# Directions
From the records, return each line that has the word "SubscriptionId" in it.

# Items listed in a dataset
****
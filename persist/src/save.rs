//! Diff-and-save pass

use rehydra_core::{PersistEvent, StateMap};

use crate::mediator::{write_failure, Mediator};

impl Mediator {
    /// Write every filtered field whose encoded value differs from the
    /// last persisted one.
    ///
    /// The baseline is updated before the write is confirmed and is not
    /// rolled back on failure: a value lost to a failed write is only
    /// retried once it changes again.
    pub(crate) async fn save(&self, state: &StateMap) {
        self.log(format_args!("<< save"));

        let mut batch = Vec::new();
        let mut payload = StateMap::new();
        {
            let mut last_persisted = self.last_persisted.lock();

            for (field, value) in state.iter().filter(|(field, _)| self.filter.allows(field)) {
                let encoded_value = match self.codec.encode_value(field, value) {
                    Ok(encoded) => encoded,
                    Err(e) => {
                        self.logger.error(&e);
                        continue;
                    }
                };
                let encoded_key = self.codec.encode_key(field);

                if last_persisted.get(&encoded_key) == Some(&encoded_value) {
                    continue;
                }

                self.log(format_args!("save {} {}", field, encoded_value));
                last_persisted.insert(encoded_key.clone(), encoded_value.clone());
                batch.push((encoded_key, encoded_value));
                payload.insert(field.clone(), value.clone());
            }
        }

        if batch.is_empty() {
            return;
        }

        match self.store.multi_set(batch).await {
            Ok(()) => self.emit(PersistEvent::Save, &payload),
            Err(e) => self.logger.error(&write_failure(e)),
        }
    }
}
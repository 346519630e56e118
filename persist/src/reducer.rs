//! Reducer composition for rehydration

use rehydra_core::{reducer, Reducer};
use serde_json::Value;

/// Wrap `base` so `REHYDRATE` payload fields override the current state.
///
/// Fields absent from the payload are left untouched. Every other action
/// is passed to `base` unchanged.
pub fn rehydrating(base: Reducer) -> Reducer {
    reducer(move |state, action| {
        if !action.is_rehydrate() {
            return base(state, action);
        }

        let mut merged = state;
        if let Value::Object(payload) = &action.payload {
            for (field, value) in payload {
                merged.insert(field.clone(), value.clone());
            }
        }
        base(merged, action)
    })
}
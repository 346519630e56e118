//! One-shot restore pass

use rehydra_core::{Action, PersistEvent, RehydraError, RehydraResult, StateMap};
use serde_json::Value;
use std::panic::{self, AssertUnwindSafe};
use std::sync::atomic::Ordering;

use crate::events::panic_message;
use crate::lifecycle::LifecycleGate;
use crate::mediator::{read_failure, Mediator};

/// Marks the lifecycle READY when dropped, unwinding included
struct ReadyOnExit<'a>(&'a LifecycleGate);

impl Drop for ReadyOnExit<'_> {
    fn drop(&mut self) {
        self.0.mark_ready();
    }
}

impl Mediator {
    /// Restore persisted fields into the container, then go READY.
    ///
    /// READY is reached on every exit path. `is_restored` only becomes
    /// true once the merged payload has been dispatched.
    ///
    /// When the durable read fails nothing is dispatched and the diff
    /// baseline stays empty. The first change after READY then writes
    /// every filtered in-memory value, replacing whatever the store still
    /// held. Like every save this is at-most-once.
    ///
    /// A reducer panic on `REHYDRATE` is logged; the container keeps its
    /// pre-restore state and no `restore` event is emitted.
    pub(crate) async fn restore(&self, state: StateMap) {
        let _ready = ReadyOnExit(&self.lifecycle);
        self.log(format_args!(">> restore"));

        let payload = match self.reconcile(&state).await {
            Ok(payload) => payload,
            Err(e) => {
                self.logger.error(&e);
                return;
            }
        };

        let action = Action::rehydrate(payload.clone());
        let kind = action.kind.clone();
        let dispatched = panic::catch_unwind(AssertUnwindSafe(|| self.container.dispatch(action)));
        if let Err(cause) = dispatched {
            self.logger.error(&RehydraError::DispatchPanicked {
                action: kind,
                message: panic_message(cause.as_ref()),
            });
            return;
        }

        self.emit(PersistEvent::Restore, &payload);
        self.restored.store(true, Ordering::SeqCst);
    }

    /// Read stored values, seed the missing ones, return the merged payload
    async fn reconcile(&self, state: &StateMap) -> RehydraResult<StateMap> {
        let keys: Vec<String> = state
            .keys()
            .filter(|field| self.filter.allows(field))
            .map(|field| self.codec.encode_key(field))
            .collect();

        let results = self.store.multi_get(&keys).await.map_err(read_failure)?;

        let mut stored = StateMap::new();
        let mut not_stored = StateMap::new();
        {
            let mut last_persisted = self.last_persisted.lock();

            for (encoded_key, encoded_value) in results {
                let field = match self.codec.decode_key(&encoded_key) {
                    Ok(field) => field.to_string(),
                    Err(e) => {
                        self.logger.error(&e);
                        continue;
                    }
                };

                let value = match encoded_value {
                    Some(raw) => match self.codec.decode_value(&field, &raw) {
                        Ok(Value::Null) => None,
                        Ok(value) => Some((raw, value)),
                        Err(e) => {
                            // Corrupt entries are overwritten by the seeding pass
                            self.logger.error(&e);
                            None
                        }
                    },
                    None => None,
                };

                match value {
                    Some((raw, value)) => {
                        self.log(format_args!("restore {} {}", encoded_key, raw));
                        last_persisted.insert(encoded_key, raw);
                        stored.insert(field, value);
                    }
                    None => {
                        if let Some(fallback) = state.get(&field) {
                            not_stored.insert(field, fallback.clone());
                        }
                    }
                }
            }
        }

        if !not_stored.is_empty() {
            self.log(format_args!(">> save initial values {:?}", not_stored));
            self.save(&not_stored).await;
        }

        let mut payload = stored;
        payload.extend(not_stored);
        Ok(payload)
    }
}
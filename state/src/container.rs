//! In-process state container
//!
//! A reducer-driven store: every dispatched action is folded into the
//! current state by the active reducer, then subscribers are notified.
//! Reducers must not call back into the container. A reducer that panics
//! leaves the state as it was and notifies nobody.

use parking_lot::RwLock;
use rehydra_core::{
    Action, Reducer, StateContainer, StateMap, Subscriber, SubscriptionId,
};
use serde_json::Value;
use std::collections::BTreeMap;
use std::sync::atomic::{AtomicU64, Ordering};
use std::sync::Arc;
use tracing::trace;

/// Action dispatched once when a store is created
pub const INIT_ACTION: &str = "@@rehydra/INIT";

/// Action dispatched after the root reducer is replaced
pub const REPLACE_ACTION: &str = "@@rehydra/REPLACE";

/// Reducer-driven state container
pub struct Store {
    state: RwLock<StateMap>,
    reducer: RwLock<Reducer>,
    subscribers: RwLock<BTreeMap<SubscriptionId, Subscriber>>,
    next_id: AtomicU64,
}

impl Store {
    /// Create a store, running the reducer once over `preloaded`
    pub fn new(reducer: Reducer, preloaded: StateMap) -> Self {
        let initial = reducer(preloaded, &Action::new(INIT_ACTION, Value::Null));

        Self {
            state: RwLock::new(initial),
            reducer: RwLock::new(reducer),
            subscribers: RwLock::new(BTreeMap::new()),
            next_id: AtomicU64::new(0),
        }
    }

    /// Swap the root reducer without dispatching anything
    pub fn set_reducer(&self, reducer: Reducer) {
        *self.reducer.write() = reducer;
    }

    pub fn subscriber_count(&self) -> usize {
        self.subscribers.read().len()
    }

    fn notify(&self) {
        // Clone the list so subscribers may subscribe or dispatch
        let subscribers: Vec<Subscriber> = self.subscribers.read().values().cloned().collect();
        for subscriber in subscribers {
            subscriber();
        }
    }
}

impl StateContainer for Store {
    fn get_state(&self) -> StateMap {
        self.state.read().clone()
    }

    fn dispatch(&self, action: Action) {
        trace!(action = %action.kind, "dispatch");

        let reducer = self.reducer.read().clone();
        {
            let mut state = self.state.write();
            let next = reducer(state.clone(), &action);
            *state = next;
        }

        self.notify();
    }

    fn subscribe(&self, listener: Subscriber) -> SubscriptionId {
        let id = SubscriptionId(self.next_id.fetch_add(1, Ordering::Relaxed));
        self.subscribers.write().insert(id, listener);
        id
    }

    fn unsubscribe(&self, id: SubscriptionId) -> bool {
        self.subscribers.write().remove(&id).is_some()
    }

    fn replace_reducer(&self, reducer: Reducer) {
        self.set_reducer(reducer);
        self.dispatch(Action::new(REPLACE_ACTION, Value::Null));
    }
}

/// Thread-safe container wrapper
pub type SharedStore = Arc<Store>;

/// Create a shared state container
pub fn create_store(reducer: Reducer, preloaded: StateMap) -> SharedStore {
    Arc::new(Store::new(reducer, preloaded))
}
****
# Written answer
    Action, Reducer, StateContainer, StateMap, Subscriber, SubscriptionId,
    subscribers: RwLock<BTreeMap<SubscriptionId, Subscriber>>,
    fn subscribe(&self, listener: Subscriber) -> SubscriptionId {
        let id = SubscriptionId(self.next_id.fetch_add(1, Ordering::Relaxed));
    fn unsubscribe(&self, id: SubscriptionId) -> bool {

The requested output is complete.